Exercise prompt
The first line of the entries through the line bearing "across all sessions.": copy these lines exactly and return nothing else.

◆ ◆ ◆ ◆

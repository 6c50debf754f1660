//! Aggregate statistics derived from projects and focus sessions.
//!
//! Everything here is recomputed from scratch on each call. Days are
//! bucketed by their UTC calendar date.

use std::collections::{BTreeMap, HashSet};

use chrono::{DateTime, Datelike, Duration, NaiveDate, Timelike, Utc};
use serde::Serialize;

use crate::model::{FocusSession, Priority, Project};

#[derive(Debug, Clone, Default, PartialEq, Serialize)]
pub struct BestDay {
    pub date: Option<NaiveDate>,
    pub tasks: u32,
}

#[derive(Debug, Clone, Default, PartialEq, Serialize)]
pub struct UserStats {
    pub total_tasks_completed: u32,
    pub current_streak: u32,
    pub max_streak: u32,
    /// Minutes across all sessions.
    pub total_focus_time: f64,
    pub tasks_this_week: u32,
    pub tasks_this_month: u32,
    pub perfect_days: u32,
    pub average_tasks_per_day: f64,
    pub best_day: BestDay,
    pub consistency_score: u32,
    /// Mean length of completed sessions, in minutes.
    pub avg_session_duration: f64,
    pub peak_performance_hours: Vec<u32>,
    pub hour_histogram: Vec<u32>,
}

#[derive(Debug, Default, Clone, Copy)]
struct DayBucket {
    completed: u32,
    on_time: u32,
}

fn completion_days(projects: &[Project]) -> BTreeMap<NaiveDate, DayBucket> {
    let mut days: BTreeMap<NaiveDate, DayBucket> = BTreeMap::new();
    for task in projects.iter().flat_map(|project| project.tasks.iter()) {
        if !task.is_done {
            continue;
        }
        let Some(completed_at) = task.completed_at else {
            continue;
        };
        let bucket = days.entry(completed_at.date_naive()).or_default();
        bucket.completed += 1;
        if task.on_time_at(completed_at) {
            bucket.on_time += 1;
        }
    }
    days
}

/// Consecutive days with completions ending today, or yesterday when
/// today has none yet.
fn current_streak(days: &BTreeMap<NaiveDate, DayBucket>, today: NaiveDate) -> u32 {
    let yesterday = today - Duration::days(1);
    let mut day = if days.contains_key(&today) {
        today
    } else if days.contains_key(&yesterday) {
        yesterday
    } else {
        return 0;
    };

    let mut streak = 0;
    while days.contains_key(&day) {
        streak += 1;
        day -= Duration::days(1);
    }
    streak
}

fn longest_run(days: &BTreeMap<NaiveDate, DayBucket>) -> u32 {
    let mut longest = 0;
    let mut run = 0;
    let mut previous: Option<NaiveDate> = None;
    for &day in days.keys() {
        run = match previous {
            Some(prev) if day - prev == Duration::days(1) => run + 1,
            _ => 1,
        };
        longest = longest.max(run);
        previous = Some(day);
    }
    longest
}

pub fn compute_user_stats(
    projects: &[Project],
    sessions: &[FocusSession],
    now: DateTime<Utc>,
) -> UserStats {
    let days = completion_days(projects);
    let today = now.date_naive();
    let week_start = today - Duration::days(6);
    let month_start = today - Duration::days(29);

    let mut stats = UserStats {
        hour_histogram: vec![0; 24],
        ..UserStats::default()
    };

    for (&day, bucket) in &days {
        stats.total_tasks_completed += bucket.completed;
        if day >= week_start && day <= today {
            stats.tasks_this_week += bucket.completed;
        }
        if day >= month_start && day <= today {
            stats.tasks_this_month += bucket.completed;
        }
        if bucket.completed > 0 && bucket.completed == bucket.on_time {
            stats.perfect_days += 1;
        }
        if bucket.completed > stats.best_day.tasks {
            stats.best_day = BestDay {
                date: Some(day),
                tasks: bucket.completed,
            };
        }
    }

    stats.current_streak = current_streak(&days, today);
    stats.max_streak = longest_run(&days).max(stats.current_streak);
    if !days.is_empty() {
        let average = f64::from(stats.total_tasks_completed) / days.len() as f64;
        stats.average_tasks_per_day = (average * 10.0).round() / 10.0;
        stats.consistency_score =
            ((f64::from(stats.current_streak) / 7.0 * 100.0).round() as u32).min(100);
    }

    stats.total_focus_time = sessions.iter().map(FocusSession::minutes).sum();
    let completed: Vec<&FocusSession> = sessions.iter().filter(|s| s.was_completed).collect();
    if !completed.is_empty() {
        let total: f64 = completed.iter().map(|s| s.minutes()).sum();
        stats.avg_session_duration = total / completed.len() as f64;
    }
    for session in &completed {
        stats.hour_histogram[session.start_time.hour() as usize] += 1;
    }
    let mut hours: Vec<(u32, u32)> = stats
        .hour_histogram
        .iter()
        .enumerate()
        .map(|(hour, &count)| (hour as u32, count))
        .filter(|&(_, count)| count > 0)
        .collect();
    hours.sort_by(|a, b| b.1.cmp(&a.1).then(a.0.cmp(&b.0)));
    stats.peak_performance_hours = hours.into_iter().take(3).map(|(hour, _)| hour).collect();

    stats
}

#[derive(Debug, Clone, PartialEq, Serialize)]
pub struct DailyStats {
    pub date: NaiveDate,
    pub tasks_completed: u32,
    pub points_earned: u32,
    /// Minutes.
    pub focus_time: f64,
    pub sessions_count: u32,
}

/// One entry per day for the `days` days ending at `today`, oldest first.
pub fn daily_stats(
    projects: &[Project],
    sessions: &[FocusSession],
    today: NaiveDate,
    days: u32,
) -> Vec<DailyStats> {
    (0..days)
        .rev()
        .map(|offset| {
            let date = today - Duration::days(i64::from(offset));
            let mut day = DailyStats {
                date,
                tasks_completed: 0,
                points_earned: 0,
                focus_time: 0.0,
                sessions_count: 0,
            };
            for task in projects.iter().flat_map(|p| p.tasks.iter()) {
                if task.is_done && task.completed_at.is_some_and(|at| at.date_naive() == date) {
                    day.tasks_completed += 1;
                    day.points_earned = day.points_earned.saturating_add(task.points_earned);
                }
            }
            for session in sessions.iter().filter(|s| s.start_time.date_naive() == date) {
                day.sessions_count += 1;
                day.focus_time += session.minutes();
            }
            day
        })
        .collect()
}

#[derive(Debug, Clone, Default, PartialEq, Serialize)]
pub struct WeekStats {
    pub week_start: Option<NaiveDate>,
    pub tasks_completed: u32,
    pub points_earned: u32,
    pub focus_minutes: u64,
    pub high_priority_done: u32,
    pub projects_worked_on: u32,
}

impl WeekStats {
    fn score(&self) -> f64 {
        f64::from(self.tasks_completed + self.high_priority_done * 2)
    }
}

#[derive(Debug, Clone, Copy, PartialEq, Eq, Serialize)]
#[serde(rename_all = "snake_case")]
pub enum WeekTrend {
    Excellent,
    Good,
    NeedsAttention,
}

#[derive(Debug, Clone, PartialEq, Serialize)]
pub struct WeeklyReview {
    pub this_week: WeekStats,
    pub last_week: WeekStats,
    pub trend: WeekTrend,
}

pub fn week_stats(projects: &[Project], sessions: &[FocusSession], week_start: NaiveDate) -> WeekStats {
    let week_end = week_start + Duration::days(7);
    let in_week = |at: DateTime<Utc>| {
        let day = at.date_naive();
        day >= week_start && day < week_end
    };

    let mut stats = WeekStats {
        week_start: Some(week_start),
        ..WeekStats::default()
    };
    let mut touched = HashSet::new();
    for project in projects {
        for task in &project.tasks {
            if !task.is_done || !task.completed_at.is_some_and(in_week) {
                continue;
            }
            stats.tasks_completed += 1;
            stats.points_earned = stats.points_earned.saturating_add(task.points_earned);
            if task.priority == Priority::High {
                stats.high_priority_done += 1;
            }
            touched.insert(project.id);
        }
    }
    stats.projects_worked_on = touched.len() as u32;
    stats.focus_minutes = sessions
        .iter()
        .filter(|s| in_week(s.start_time))
        .map(|s| (s.duration as f64 / 60.0).round() as u64)
        .fold(0u64, u64::saturating_add);
    stats
}

/// Compare the Monday-based week containing `now` with the one before it.
pub fn weekly_review(projects: &[Project], sessions: &[FocusSession], now: DateTime<Utc>) -> WeeklyReview {
    let today = now.date_naive();
    let monday = today - Duration::days(i64::from(today.weekday().num_days_from_monday()));
    let this_week = week_stats(projects, sessions, monday);
    let last_week = week_stats(projects, sessions, monday - Duration::days(7));

    let (this_score, last_score) = (this_week.score(), last_week.score());
    let trend = if this_score > last_score * 1.2 {
        WeekTrend::Excellent
    } else if this_score >= last_score {
        WeekTrend::Good
    } else {
        WeekTrend::NeedsAttention
    };

    WeeklyReview {
        this_week,
        last_week,
        trend,
    }
}

#[cfg(test)]
mod tests {
    use super::*;
    use crate::model::{Effort, Task};
    use chrono::TimeZone;

    fn noon(y: i32, m: u32, d: u32) -> DateTime<Utc> {
        Utc.with_ymd_and_hms(y, m, d, 12, 0, 0).unwrap()
    }

    fn done_task(id: u64, at: DateTime<Utc>) -> Task {
        let mut task = Task::new(id, format!("t{id}"), Priority::Normal, Effort::Medium, at);
        task.set_done(true, Some(at), 30);
        task
    }

    fn project_with(tasks: Vec<Task>) -> Project {
        let mut project = Project::new(1, "p", Priority::Normal, noon(2024, 1, 1));
        project.tasks = tasks;
        project
    }

    #[test]
    fn empty_inputs_give_zeroes() {
        let stats = compute_user_stats(&[], &[], noon(2024, 5, 10));
        assert_eq!(stats.total_tasks_completed, 0);
        assert_eq!(stats.current_streak, 0);
        assert_eq!(stats.consistency_score, 0);
        assert_eq!(stats.hour_histogram.len(), 24);
        assert!(stats.peak_performance_hours.is_empty());
    }

    #[test]
    fn streak_counts_from_yesterday_when_today_is_empty() {
        let now = noon(2024, 5, 10);
        let project = project_with(vec![
            done_task(1, noon(2024, 5, 9)),
            done_task(2, noon(2024, 5, 8)),
        ]);
        let stats = compute_user_stats(&[project], &[], now);
        assert_eq!(stats.current_streak, 2);
    }

    #[test]
    fn max_streak_tracks_longest_run() {
        let now = noon(2024, 5, 20);
        let project = project_with(vec![
            done_task(1, noon(2024, 5, 1)),
            done_task(2, noon(2024, 5, 2)),
            done_task(3, noon(2024, 5, 3)),
            done_task(4, noon(2024, 5, 20)),
        ]);
        let stats = compute_user_stats(&[project], &[], now);
        assert_eq!(stats.current_streak, 1);
        assert_eq!(stats.max_streak, 3);
        assert_eq!(stats.consistency_score, 14);
    }

    #[test]
    fn late_completion_spoils_a_perfect_day() {
        let day = noon(2024, 5, 10);
        let mut late = done_task(2, day);
        late.due_date = Some(day - Duration::days(1));
        let project = project_with(vec![done_task(1, day), late, done_task(3, noon(2024, 5, 9))]);
        let stats = compute_user_stats(&[project], &[], day);
        assert_eq!(stats.perfect_days, 1);
        assert_eq!(stats.best_day.date, Some(day.date_naive()));
        assert_eq!(stats.best_day.tasks, 2);
        assert_eq!(stats.average_tasks_per_day, 1.5);
    }

    #[test]
    fn week_and_month_windows() {
        let now = noon(2024, 5, 31);
        let project = project_with(vec![
            done_task(1, noon(2024, 5, 31)),
            done_task(2, noon(2024, 5, 25)),
            done_task(3, noon(2024, 5, 24)),
            done_task(4, noon(2024, 5, 2)),
            done_task(5, noon(2024, 5, 1)),
        ]);
        let stats = compute_user_stats(&[project], &[], now);
        assert_eq!(stats.tasks_this_week, 2);
        assert_eq!(stats.tasks_this_month, 4);
    }

    #[test]
    fn sessions_feed_focus_metrics() {
        let sessions = vec![
            FocusSession {
                id: 1,
                project_id: 1,
                task_id: None,
                start_time: Utc.with_ymd_and_hms(2024, 5, 10, 9, 0, 0).unwrap(),
                end_time: None,
                duration: 1_800,
                was_completed: true,
            },
            FocusSession {
                id: 2,
                project_id: 1,
                task_id: None,
                start_time: Utc.with_ymd_and_hms(2024, 5, 10, 14, 0, 0).unwrap(),
                end_time: None,
                duration: 600,
                was_completed: false,
            },
        ];
        let stats = compute_user_stats(&[], &sessions, noon(2024, 5, 10));
        assert_eq!(stats.total_focus_time, 40.0);
        assert_eq!(stats.avg_session_duration, 30.0);
        assert_eq!(stats.peak_performance_hours, vec![9]);
        assert_eq!(stats.hour_histogram[9], 1);
    }

    #[test]
    fn daily_stats_cover_the_range_oldest_first() {
        let project = project_with(vec![done_task(1, noon(2024, 5, 10))]);
        let days = daily_stats(&[project], &[], noon(2024, 5, 10).date_naive(), 3);
        assert_eq!(days.len(), 3);
        assert_eq!(days[0].date, noon(2024, 5, 8).date_naive());
        assert_eq!(days[2].tasks_completed, 1);
        assert_eq!(days[2].points_earned, 30);
    }

    #[test]
    fn weekly_review_compares_monday_weeks() {
        // 2024-05-15 is a Wednesday.
        let now = noon(2024, 5, 15);
        let mut high = done_task(1, noon(2024, 5, 13));
        high.priority = Priority::High;
        let project = project_with(vec![high, done_task(2, noon(2024, 5, 8))]);
        let review = weekly_review(&[project], &[], now);
        assert_eq!(review.this_week.week_start, Some(noon(2024, 5, 13).date_naive()));
        assert_eq!(review.this_week.tasks_completed, 1);
        assert_eq!(review.this_week.high_priority_done, 1);
        assert_eq!(review.last_week.tasks_completed, 1);
        assert_eq!(review.trend, WeekTrend::Excellent);
    }

    #[test]
    fn weekly_review_flags_a_slower_week() {
        let now = noon(2024, 5, 15);
        let project = project_with(vec![
            done_task(1, noon(2024, 5, 7)),
            done_task(2, noon(2024, 5, 8)),
        ]);
        let review = weekly_review(&[project], &[], now);
        assert_eq!(review.trend, WeekTrend::NeedsAttention);
    }
}
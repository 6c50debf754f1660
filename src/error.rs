//! Error types for zen
//!
//! Exit codes:
//! - 0: Success
//! - 2: User error (bad args, unknown project or task, bad config)
//! - 4: Operation failed (storage unavailable, IO, serialization)
//!
//! The core (store, history, undo) never produces these: a missing target
//! there is an absent result. Errors only come from storage and the CLI.

use std::path::PathBuf;
use thiserror::Error;

/// Exit codes for the zen CLI
pub mod exit_codes {
    pub const SUCCESS: i32 = 0;
    pub const USER_ERROR: i32 = 2;
    pub const OPERATION_FAILED: i32 = 4;
}

/// Main error type for zen operations
#[derive(Error, Debug)]
pub enum Error {
    // User errors (exit code 2)
    #[error("Invalid configuration: {0}")]
    InvalidConfig(String),

    #[error("Invalid argument: {0}")]
    InvalidArgument(String),

    #[error("Project not found: {0}")]
    ProjectNotFound(u64),

    #[error("Task {task} not found in project {project}")]
    TaskNotFound { project: u64, task: u64 },

    #[error("Task not found: {0}")]
    UnknownTask(u64),

    #[error("Focus session not found: {0}")]
    SessionNotFound(u64),

    // Operation failures (exit code 4)
    #[error("Storage unavailable: {0}")]
    StorageUnavailable(String),

    #[error("Data directory could not be resolved")]
    NoDataDir,

    #[error("IO error: {0}")]
    Io(#[from] std::io::Error),

    #[error("JSON error: {0}")]
    Json(#[from] serde_json::Error),

    #[error("TOML parse error: {0}")]
    TomlParse(#[from] toml::de::Error),

    #[error("TOML serialize error: {0}")]
    TomlSerialize(#[from] toml::ser::Error),

    #[error("Lock acquisition failed: {0}")]
    LockFailed(PathBuf),
}

impl Error {
    /// Get the exit code for this error
    pub fn exit_code(&self) -> i32 {
        match self {
            Error::InvalidConfig(_)
            | Error::InvalidArgument(_)
            | Error::ProjectNotFound(_)
            | Error::TaskNotFound { .. }
            | Error::UnknownTask(_)
            | Error::SessionNotFound(_) => exit_codes::USER_ERROR,

            Error::StorageUnavailable(_)
            | Error::NoDataDir
            | Error::Io(_)
            | Error::Json(_)
            | Error::TomlParse(_)
            | Error::TomlSerialize(_)
            | Error::LockFailed(_) => exit_codes::OPERATION_FAILED,
        }
    }

    /// Structured details for JSON error output, when the error carries ids.
    pub fn details(&self) -> Option<serde_json::Value> {
        match self {
            Error::ProjectNotFound(id) => Some(serde_json::json!({ "project_id": id })),
            Error::TaskNotFound { project, task } => Some(serde_json::json!({
                "project_id": project,
                "task_id": task,
            })),
            Error::UnknownTask(id) => Some(serde_json::json!({ "task_id": id })),
            Error::SessionNotFound(id) => Some(serde_json::json!({ "session_id": id })),
            Error::LockFailed(path) => Some(serde_json::json!({ "path": path })),
            _ => None,
        }
    }
}

/// Result type alias for zen operations
pub type Result<T> = std::result::Result<T, Error>;

#[cfg(test)]
mod tests {
    use super::*;

    #[test]
    fn not_found_errors_are_user_errors() {
        assert_eq!(Error::ProjectNotFound(1).exit_code(), exit_codes::USER_ERROR);
        assert_eq!(
            Error::TaskNotFound { project: 1, task: 2 }.exit_code(),
            exit_codes::USER_ERROR
        );
    }

    #[test]
    fn storage_errors_are_operation_failures() {
        let err = Error::StorageUnavailable("primary and secondary failed".to_string());
        assert_eq!(err.exit_code(), exit_codes::OPERATION_FAILED);
        let io = Error::from(std::io::Error::other("disk"));
        assert_eq!(io.exit_code(), exit_codes::OPERATION_FAILED);
    }

    #[test]
    fn task_not_found_details_carry_ids() {
        let details = Error::TaskNotFound { project: 7, task: 9 }.details().unwrap();
        assert_eq!(details["project_id"], 7);
        assert_eq!(details["task_id"], 9);
    }
}
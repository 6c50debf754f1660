//! zen stats, achievements, level, health, predict, review and daily.

use chrono::{DateTime, Utc};
use serde::Serialize;

use super::{resolve_project, Context};
use crate::analytics;
use crate::error::{Error, Result};
use crate::gamification::{Achievement, Level, LevelProgress};
use crate::output::{emit_success, HumanOutput};
use crate::stats::{self, WeekStats, WeekTrend};

#[derive(Serialize)]
struct LevelOutput {
    points: u32,
    level: Level,
    next_level_points: u32,
    progress: LevelProgress,
}

#[derive(Serialize)]
struct AchievementsOutput {
    unlocked: usize,
    total: usize,
    achievements: Vec<Achievement>,
}

pub fn run_stats(ctx: &mut Context, now: DateTime<Utc>) -> Result<()> {
    let stats = ctx.session.stats(now);

    let mut human = HumanOutput::new("Stats");
    human.push_summary("completed", stats.total_tasks_completed.to_string());
    human.push_summary(
        "streak",
        format!("{} days (best {})", stats.current_streak, stats.max_streak),
    );
    human.push_summary("this week", stats.tasks_this_week.to_string());
    human.push_summary("this month", stats.tasks_this_month.to_string());
    human.push_summary("perfect days", stats.perfect_days.to_string());
    human.push_summary("per day", format!("{:.1}", stats.average_tasks_per_day));
    human.push_summary("consistency", format!("{}%", stats.consistency_score));
    human.push_summary("focus", format!("{:.0} min", stats.total_focus_time));
    if let Some(date) = stats.best_day.date {
        human.push_detail(format!("best day: {date} ({} tasks)", stats.best_day.tasks));
    }
    if !stats.peak_performance_hours.is_empty() {
        let hours: Vec<String> = stats
            .peak_performance_hours
            .iter()
            .map(|h| format!("{h:02}:00"))
            .collect();
        human.push_detail(format!("peak hours: {}", hours.join(", ")));
    }
    emit_success(ctx.output, "stats", &stats, Some(&human))
}

pub fn run_achievements(ctx: &mut Context, now: DateTime<Utc>) -> Result<()> {
    let achievements = ctx.session.progress(now).achievements;
    let unlocked = achievements.iter().filter(|a| a.is_unlocked()).count();

    let mut human = HumanOutput::new("Achievements");
    human.push_summary("unlocked", format!("{unlocked}/{}", achievements.len()));
    for achievement in &achievements {
        let mark = if achievement.is_unlocked() { "x" } else { " " };
        human.push_detail(format!(
            "[{mark}] {} - {} ({}/{})",
            achievement.name, achievement.description, achievement.progress, achievement.target
        ));
    }

    let output = AchievementsOutput {
        unlocked,
        total: achievements.len(),
        achievements,
    };
    emit_success(ctx.output, "achievements", &output, Some(&human))
}

pub fn run_level(ctx: &mut Context, now: DateTime<Utc>) -> Result<()> {
    let progress = ctx.session.progress(now);

    let mut human = HumanOutput::new(format!(
        "Level {} {}",
        progress.level.level, progress.level.name
    ));
    human.push_summary("points", progress.points.to_string());
    if progress.level_progress.next > 0 {
        human.push_summary(
            "next level",
            format!(
                "{}/{} ({:.0}%)",
                progress.level_progress.current,
                progress.level_progress.next,
                progress.level_progress.percent
            ),
        );
    } else {
        human.push_summary("next level", "max level reached");
    }

    let output = LevelOutput {
        points: progress.points,
        level: progress.level,
        next_level_points: progress.next_level_points,
        progress: progress.level_progress,
    };
    emit_success(ctx.output, "level", &output, Some(&human))
}

pub fn run_health(ctx: &mut Context, now: DateTime<Utc>) -> Result<()> {
    let stats = ctx.session.stats(now);
    let health = analytics::productivity_health(ctx.session.projects(), &stats, now);

    let mut human = HumanOutput::new(format!("Productivity health: {}/100", health.score));
    human.push_summary("level", format!("{:?}", health.level).to_lowercase());
    human.push_summary(
        "trend",
        format!(
            "{} ({:+.0}%)",
            format!("{:?}", health.trend.direction).to_lowercase(),
            health.trend.change
        ),
    );
    for factor in &health.factors {
        human.push_detail(format!(
            "{}: {:.0} (weight {:.1}) {}",
            factor.name, factor.score, factor.weight, factor.description
        ));
    }
    for recommendation in &health.recommendations {
        human.push_next_step(format!("{}: {}", recommendation.title, recommendation.description));
    }
    emit_success(ctx.output, "health", &health, Some(&human))
}

pub fn run_predict(ctx: &mut Context, reference: Option<&str>, now: DateTime<Utc>) -> Result<()> {
    let projects = ctx.session.projects();
    let predictions = match reference {
        Some(reference) => {
            let id = resolve_project(&ctx.session, reference)?;
            let project = ctx.session.store().project(id).ok_or(Error::ProjectNotFound(id))?;
            vec![analytics::predict_project(project, projects, now)]
        }
        None => analytics::predict_all(projects, now),
    };

    let mut human = HumanOutput::new("Time predictions");
    for prediction in &predictions {
        let name = ctx
            .session
            .store()
            .project(prediction.project_id)
            .map_or("?", |p| p.name.as_str());
        human.push_detail(format!(
            "{name}: {:.1}h remaining ({:.0}% confidence)",
            prediction.total_estimated_hours,
            prediction.confidence * 100.0
        ));
        if let Some(done) = prediction.milestones.last() {
            human.push_detail(format!(
                "  {} by {}",
                done.name,
                done.estimated_date.format("%Y-%m-%d")
            ));
        }
        for risk in &prediction.risk_factors {
            human.push_warning(format!("{name}: {}", risk.description));
        }
    }
    emit_success(ctx.output, "predict", &predictions, Some(&human))
}

fn week_line(label: &str, week: &WeekStats) -> String {
    format!(
        "{label}: {} tasks, {} points, {} focus min, {} high priority, {} clients",
        week.tasks_completed,
        week.points_earned,
        week.focus_minutes,
        week.high_priority_done,
        week.projects_worked_on
    )
}

pub fn run_review(ctx: &mut Context, now: DateTime<Utc>) -> Result<()> {
    let review = stats::weekly_review(ctx.session.projects(), ctx.session.sessions(), now);

    let verdict = match review.trend {
        WeekTrend::Excellent => "excellent",
        WeekTrend::Good => "good",
        WeekTrend::NeedsAttention => "needs attention",
    };
    let mut human = HumanOutput::new(format!("Weekly review: {verdict}"));
    human.push_detail(week_line("this week", &review.this_week));
    human.push_detail(week_line("last week", &review.last_week));
    emit_success(ctx.output, "review", &review, Some(&human))
}

pub fn run_daily(ctx: &mut Context, days: u32, now: DateTime<Utc>) -> Result<()> {
    if days == 0 {
        return Err(Error::InvalidArgument("--days must be at least 1".to_string()));
    }
    let daily = stats::daily_stats(
        ctx.session.projects(),
        ctx.session.sessions(),
        now.date_naive(),
        days,
    );

    let mut human = HumanOutput::new(format!("Last {days} days"));
    for day in &daily {
        human.push_detail(format!(
            "{}: {} tasks, {} points, {:.0} focus min, {} sessions",
            day.date, day.tasks_completed, day.points_earned, day.focus_time, day.sessions_count
        ));
    }
    emit_success(ctx.output, "daily", &daily, Some(&human))
}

◆ ◆ ◆ ◆

The answer
repository 6c50debf754f1660
//! Aggregate statistics derived from projects and focus sessions.
//!
//! Everything here is recomputed from scratch on each call. Days are
//! bucketed by their UTC calendar date.

use std::collections::{BTreeMap, HashSet};

use chrono::{DateTime, Datelike, Duration, NaiveDate, Timelike, Utc};
use serde::Serialize;

use crate::model::{FocusSession, Priority, Project};

#[derive(Debug, Clone, Default, PartialEq, Serialize)]
pub struct BestDay {
    pub date: Option<NaiveDate>,
    pub tasks: u32,
}

#[derive(Debug, Clone, Default, PartialEq, Serialize)]
pub struct UserStats {
    pub total_tasks_completed: u32,
    pub current_streak: u32,
    pub max_streak: u32,
    /// Minutes across all sessions.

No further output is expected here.